Spiders are traded quite similar to stocks, investors invest in spiders as passive management or index investing. Spiders are known to have consistent cashflows among other advantages such as being short sold, available on margin, provide regular dividend payments and incur regular brokerage commissions when traded. SPDRs on the other hand also provide investors with a value just like mutual funds but they are commonly traded like common equity. In index investing, spiders compete directly with S&P 500 index funds and provide a second option to traditional mutual fund investment. The returns of an SPDR is calculated using net asset value (NAV), similar to mutual funds, calculated using the aggregate value of the underlying group of investments.

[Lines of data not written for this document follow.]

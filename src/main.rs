//! TrailHunt - Location-Based Scavenger Hunt Backend
//!
//! Main entry point for the server.

use tracing_subscriber::{layer::SubscriberExt, util::SubscriberInitExt, EnvFilter};

use trailhunt::config;

#[tokio::main]
async fn main() -> anyhow::Result<()> {
    tracing_subscriber::registry()
        .with(EnvFilter::try_from_default_env().unwrap_or_else(|_| EnvFilter::new("info")))
        .with(tracing_subscriber::fmt::layer())
        .init();

    tracing::info!("Starting TrailHunt v{}", env!("CARGO_PKG_VERSION"));

    let config = config::load_config()?;
    tracing::info!("Data directory: {}", config.data_dir.display());

    trailhunt::server::run(config).await
}
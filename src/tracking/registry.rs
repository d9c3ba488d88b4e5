//! Live tracking session registry.
//!
//! Holds one in-memory session per hunter while a hunt is being tracked.
//! Sessions carry the noise-filtered odometer; the durable progress
//! ledger lives in storage.

use std::collections::HashMap;
use std::sync::{Arc, RwLock};

use chrono::Utc;
use uuid::Uuid;

use super::types::{Coordinates, TrackingSession};

/// Movement below this many meters between fixes is GPS jitter.
pub const MIN_MOVEMENT_M: f64 = 2.0;

/// Movement above this many meters between fixes is a GPS jump.
pub const MAX_MOVEMENT_M: f64 = 150.0;

/// Sessions idle longer than this are evicted.
pub const IDLE_TIMEOUT_SECS: u64 = 300;

/// Interval for the idle sweep task.
pub const SWEEP_INTERVAL_SECS: u64 = 60;

/// Result of folding one position fix into a session.
#[derive(Debug, Clone, Copy)]
pub struct OdometerReading {
    /// Total filtered distance for the session, meters.
    pub odometer_m: f64,
    /// Distance accepted from this fix; zero when filtered out.
    pub moved_m: f64,
}

/// Session registry.
pub struct SessionRegistry {
    sessions: Arc<RwLock<HashMap<Uuid, TrackingSession>>>,
    min_movement_m: f64,
    max_movement_m: f64,
    idle_timeout_secs: u64,
}

impl SessionRegistry {
    /// Create a registry with the default movement filter and timeout.
    pub fn new() -> Self {
        Self::with_limits(MIN_MOVEMENT_M, MAX_MOVEMENT_M, IDLE_TIMEOUT_SECS)
    }

    pub fn with_limits(min_movement_m: f64, max_movement_m: f64, idle_timeout_secs: u64) -> Self {
        Self {
            sessions: Arc::new(RwLock::new(HashMap::new())),
            min_movement_m,
            max_movement_m,
            idle_timeout_secs,
        }
    }

    /// Start tracking a mission for a hunter. Any previous session for
    /// the same hunter is replaced.
    pub fn start_session(&self, hunter_id: Uuid, mission_id: Uuid) -> TrackingSession {
        let session = TrackingSession::new(hunter_id, mission_id);

        self.sessions
            .write()
            .unwrap()
            .insert(hunter_id, session.clone());

        session
    }

    /// Get the hunter's session if one is active.
    pub fn session(&self, hunter_id: Uuid) -> Option<TrackingSession> {
        self.sessions.read().unwrap().get(&hunter_id).cloned()
    }

    /// Fold a position fix into the hunter's session.
    ///
    /// The odometer only grows when the step from the previous fix falls
    /// strictly inside the (min, max) movement window; jitter and jumps
    /// are dropped. The fix itself always becomes the new reference
    /// point. Returns None when no session is active.
    pub fn update_position(
        &self,
        hunter_id: Uuid,
        position: Coordinates,
    ) -> Option<OdometerReading> {
        let mut sessions = self.sessions.write().unwrap();
        let session = sessions.get_mut(&hunter_id)?;

        let mut moved_m = 0.0;

        if let Some(last) = session.last_position {
            let delta = last.distance_to(position);
            if delta > self.min_movement_m && delta < self.max_movement_m {
                session.odometer_m += delta;
                moved_m = delta;
            }
        }

        session.last_position = Some(position);
        session.last_seen = Utc::now();

        Some(OdometerReading {
            odometer_m: session.odometer_m,
            moved_m,
        })
    }

    /// Stop tracking and return the final session state.
    pub fn stop_session(&self, hunter_id: Uuid) -> Option<TrackingSession> {
        self.sessions.write().unwrap().remove(&hunter_id)
    }

    /// Evict sessions idle beyond the timeout. Returns the evicted
    /// hunters.
    pub fn check_idle(&self) -> Vec<Uuid> {
        let now = Utc::now();
        let timeout = chrono::Duration::seconds(self.idle_timeout_secs as i64);

        let idle: Vec<Uuid> = self
            .sessions
            .read()
            .unwrap()
            .iter()
            .filter(|(_, s)| (now - s.last_seen) > timeout)
            .map(|(id, _)| *id)
            .collect();

        if !idle.is_empty() {
            let mut sessions = self.sessions.write().unwrap();
            for hunter_id in &idle {
                sessions.remove(hunter_id);
            }
        }

        idle
    }

    /// Number of active sessions.
    pub fn active_count(&self) -> usize {
        self.sessions.read().unwrap().len()
    }
}

impl Default for SessionRegistry {
    fn default() -> Self {
        Self::new()
    }
}

#[cfg(test)]
mod tests {
    use super::*;

    #[test]
    fn test_start_replaces_previous_session() {
        let registry = SessionRegistry::new();
        let hunter = Uuid::new_v4();
        let first_mission = Uuid::new_v4();
        let second_mission = Uuid::new_v4();

        registry.start_session(hunter, first_mission);
        registry.update_position(hunter, Coordinates::new(-6.2000, 106.8000));
        registry.update_position(hunter, Coordinates::new(-6.2001, 106.8000));

        let replaced = registry.start_session(hunter, second_mission);
        assert_eq!(replaced.odometer_m, 0.0);
        assert_eq!(registry.session(hunter).unwrap().mission_id, second_mission);
        assert_eq!(registry.active_count(), 1);
    }

    #[test]
    fn test_odometer_filters_jitter_and_jumps() {
        let registry = SessionRegistry::new();
        let hunter = Uuid::new_v4();
        registry.start_session(hunter, Uuid::new_v4());

        // First fix has no reference point yet.
        let reading = registry
            .update_position(hunter, Coordinates::new(-6.2000, 106.8000))
            .unwrap();
        assert_eq!(reading.odometer_m, 0.0);

        // ~1 m step: jitter, ignored.
        let reading = registry
            .update_position(hunter, Coordinates::new(-6.20001, 106.8000))
            .unwrap();
        assert_eq!(reading.odometer_m, 0.0);
        assert_eq!(reading.moved_m, 0.0);

        // ~11 m step: real movement.
        let reading = registry
            .update_position(hunter, Coordinates::new(-6.20011, 106.8000))
            .unwrap();
        assert!(reading.moved_m > 2.0 && reading.moved_m < 150.0);
        assert_eq!(reading.odometer_m, reading.moved_m);
        let walked = reading.odometer_m;

        // ~220 m step: GPS jump, ignored but still moves the reference.
        let reading = registry
            .update_position(hunter, Coordinates::new(-6.20211, 106.8000))
            .unwrap();
        assert_eq!(reading.moved_m, 0.0);
        assert_eq!(reading.odometer_m, walked);

        // Next ~11 m step from the jumped-to point counts again.
        let reading = registry
            .update_position(hunter, Coordinates::new(-6.20221, 106.8000))
            .unwrap();
        assert!(reading.moved_m > 0.0);
        assert!(reading.odometer_m > walked);
    }

    #[test]
    fn test_update_without_session_is_none() {
        let registry = SessionRegistry::new();
        assert!(registry
            .update_position(Uuid::new_v4(), Coordinates::new(0.0, 0.0))
            .is_none());
    }

    #[test]
    fn test_stop_returns_final_state() {
        let registry = SessionRegistry::new();
        let hunter = Uuid::new_v4();
        registry.start_session(hunter, Uuid::new_v4());
        registry.update_position(hunter, Coordinates::new(-6.2000, 106.8000));
        registry.update_position(hunter, Coordinates::new(-6.2001, 106.8000));

        let stopped = registry.stop_session(hunter).unwrap();
        assert!(stopped.odometer_m > 0.0);
        assert!(registry.session(hunter).is_none());
        assert!(registry.stop_session(hunter).is_none());
    }

    #[test]
    fn test_check_idle_evicts_by_timeout() {
        let instant = SessionRegistry::with_limits(MIN_MOVEMENT_M, MAX_MOVEMENT_M, 0);
        let hunter = Uuid::new_v4();
        instant.start_session(hunter, Uuid::new_v4());

        std::thread::sleep(std::time::Duration::from_millis(5));
        let evicted = instant.check_idle();
        assert_eq!(evicted, vec![hunter]);
        assert_eq!(instant.active_count(), 0);

        let patient = SessionRegistry::new();
        patient.start_session(hunter, Uuid::new_v4());
        assert!(patient.check_idle().is_empty());
        assert_eq!(patient.active_count(), 1);
    }
}
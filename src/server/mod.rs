//! Server wiring
//!
//! Boots storage, the session registry, and the tracking service, then
//! runs the tracking socket and the REST API side by side.

pub mod http;
pub mod ws;

use std::sync::Arc;
use std::time::Duration;

use crate::config::AppConfig;
use crate::progression::badges::NoJournals;
use crate::storage::{Database, HuntStore};
use crate::tracking::registry::SWEEP_INTERVAL_SECS;
use crate::tracking::{SessionRegistry, TrackingService, TrackingTunables};

/// Boot every component and serve until a listener fails.
pub async fn run(config: AppConfig) -> anyhow::Result<()> {
    let db_path = config.database_path();
    let database = Database::open(&db_path)?;
    let store: Arc<dyn HuntStore> = Arc::new(database);

    let registry = Arc::new(SessionRegistry::with_limits(
        config.tracking.min_movement_m,
        config.tracking.max_movement_m,
        config.tracking.idle_timeout_secs,
    ));

    let service = Arc::new(TrackingService::new(
        store,
        Arc::clone(&registry),
        Arc::new(NoJournals),
        TrackingTunables {
            destination_radius_m: config.tracking.destination_radius_m,
            nearby_radius_m: config.tracking.nearby_radius_m,
            clue_radius_m: config.tracking.default_clue_radius_m,
        },
    ));
    service.initialize()?;

    spawn_idle_sweep(Arc::clone(&registry));

    let tracking = ws::run(&config.server.ws_addr, Arc::clone(&service));
    let rest = http::run(&config.server.http_addr, service);

    tokio::try_join!(tracking, rest)?;
    Ok(())
}

/// Periodically evict sessions that stopped reporting fixes.
fn spawn_idle_sweep(registry: Arc<SessionRegistry>) {
    tokio::spawn(async move {
        let mut ticker = tokio::time::interval(Duration::from_secs(SWEEP_INTERVAL_SECS));
        loop {
            ticker.tick().await;
            let evicted = registry.check_idle();
            if !evicted.is_empty() {
                tracing::info!("Evicted {} idle tracking sessions", evicted.len());
            }
        }
    });
}
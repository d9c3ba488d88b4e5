//! Distance math and display formatting for GPS coordinates.
//!
//! Everything here is pure: no storage, no clocks, no I/O.

/// Great-circle distance between two coordinates using the haversine formula.
///
/// Returns whole meters; sub-meter precision is below GPS accuracy anyway.
pub fn distance_meters(lat1: f64, lon1: f64, lat2: f64, lon2: f64) -> f64 {
    const EARTH_RADIUS: f64 = 6_371_000.0; // meters

    let d_lat = (lat2 - lat1).to_radians();
    let d_lon = (lon2 - lon1).to_radians();

    let a = (d_lat / 2.0).sin().powi(2)
        + lat1.to_radians().cos() * lat2.to_radians().cos() * (d_lon / 2.0).sin().powi(2);
    let c = 2.0 * a.sqrt().asin();

    (EARTH_RADIUS * c).round()
}

/// Whether a measured distance falls inside a detection radius.
///
/// The boundary counts as inside.
pub fn within_radius(distance_m: f64, radius_m: f64) -> bool {
    distance_m <= radius_m
}

/// Format a distance for display: meters below 1 km, kilometers with one
/// decimal above.
pub fn format_distance(meters: f64) -> String {
    if meters < 1000.0 {
        format!("{} m", meters.round() as i64)
    } else {
        format!("{:.1} km", meters / 1000.0)
    }
}

/// Human-readable guidance for the remaining distance to a target.
///
/// Tiers get more specific as the player closes in.
pub fn navigation_message(meters: f64) -> String {
    let whole = meters.round() as i64;

    if meters < 10.0 {
        "You are very close! Look around you.".to_string()
    } else if meters < 50.0 {
        format!("Only {} meters to go!", whole)
    } else if meters < 100.0 {
        format!("Almost there, {} meters left.", whole)
    } else if meters < 500.0 {
        format!("Still {} to go.", format_distance(meters))
    } else if meters < 1000.0 {
        format!("{} from the target.", format_distance(meters))
    } else {
        format!("You are still {} from the target.", format_distance(meters))
    }
}

#[cfg(test)]
mod tests {
    use super::*;

    #[test]
    fn test_distance_zero_for_same_point() {
        let d = distance_meters(-6.175392, 106.827153, -6.175392, 106.827153);
        assert_eq!(d, 0.0);
    }

    #[test]
    fn test_distance_symmetric() {
        let a = distance_meters(-6.175392, 106.827153, -6.121435, 106.774124);
        let b = distance_meters(-6.121435, 106.774124, -6.175392, 106.827153);
        assert_eq!(a, b);
    }

    #[test]
    fn test_distance_known_pair() {
        // Paris (Notre-Dame) to London (Big Ben), roughly 340 km.
        let d = distance_meters(48.8530, 2.3499, 51.5007, -0.1246);
        assert!((d - 340_800.0).abs() < 2_000.0, "got {}", d);
    }

    #[test]
    fn test_distance_short_hop() {
        // Two points ~111 m apart along a meridian (0.001 degrees latitude).
        let d = distance_meters(0.0, 0.0, 0.001, 0.0);
        assert!((d - 111.0).abs() <= 1.0, "got {}", d);
    }

    #[test]
    fn test_within_radius_boundary() {
        assert!(within_radius(50.0, 50.0));
        assert!(within_radius(0.0, 50.0));
        assert!(!within_radius(50.1, 50.0));
    }

    #[test]
    fn test_format_distance() {
        assert_eq!(format_distance(45.0), "45 m");
        assert_eq!(format_distance(999.0), "999 m");
        assert_eq!(format_distance(1000.0), "1.0 km");
        assert_eq!(format_distance(2345.0), "2.3 km");
    }

    #[test]
    fn test_navigation_message_tiers() {
        assert!(navigation_message(5.0).contains("very close"));
        assert_eq!(navigation_message(30.0), "Only 30 meters to go!");
        assert_eq!(navigation_message(75.0), "Almost there, 75 meters left.");
        assert_eq!(navigation_message(300.0), "Still 300 m to go.");
        assert_eq!(navigation_message(800.0), "800 m from the target.");
        assert_eq!(
            navigation_message(2500.0),
            "You are still 2.5 km from the target."
        );
    }
}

Also, it is possible to include strategies such as stop-losses and limit orders because spiders can be purchased and sold through a brokerage account. Spiders are also listed on the New York Stock Exchange(NYSE) after the acquisition of the American Stock Exchange(AMEX) under the ticker symbol SPY.

Examples of SPDR ETFs

Investors can use different SPDRs such as the SPDR S&P Dividend ETF and SPDR S&P Regional Banking ETF among others to achieve a wide variety of investments in specific parts of the market. The SPDR S&P Dividend ETF is made up of a total of 109 companies and tracks performance through its NAV, which is communicated as a price per share. This investment provides investment results that monitor the total return performance of the S&P High Yield Dividend Aristocrats Index. On the other hand, the SPDR S&P Regional Banking ETF is also an investment that shows the performance of companies within the S&P 500 that has its business as regional banks or thrifts. In summary, the ETF provides results that are equivalent to the sum total returns of the S&P Regional Banks Select Industry Index.

Origin of SPDRETFs

The Securities and Exchange Commission (SEC) report of 1988 paved way for SPDR in 1993. This report is as a result of a massive Monday crash of 1987. This crash was asserted to have been caused as a result of automated orders for all index stocks. The report provided a solution that an instrument for trading a large number of stocks at a single time could curb this crash in later times. As a result of this, the AMEX and some other organizations developed the SPY. The ETF was launched with $6.53 million but the price scaled higher to $1 billion in three years. With an increase in the ETF market as of Sept. 30, 2017, it exploded to $3.5 trillion in assets. Meanwhile, at the initial launching, institutions were persuaded on purchasing the product.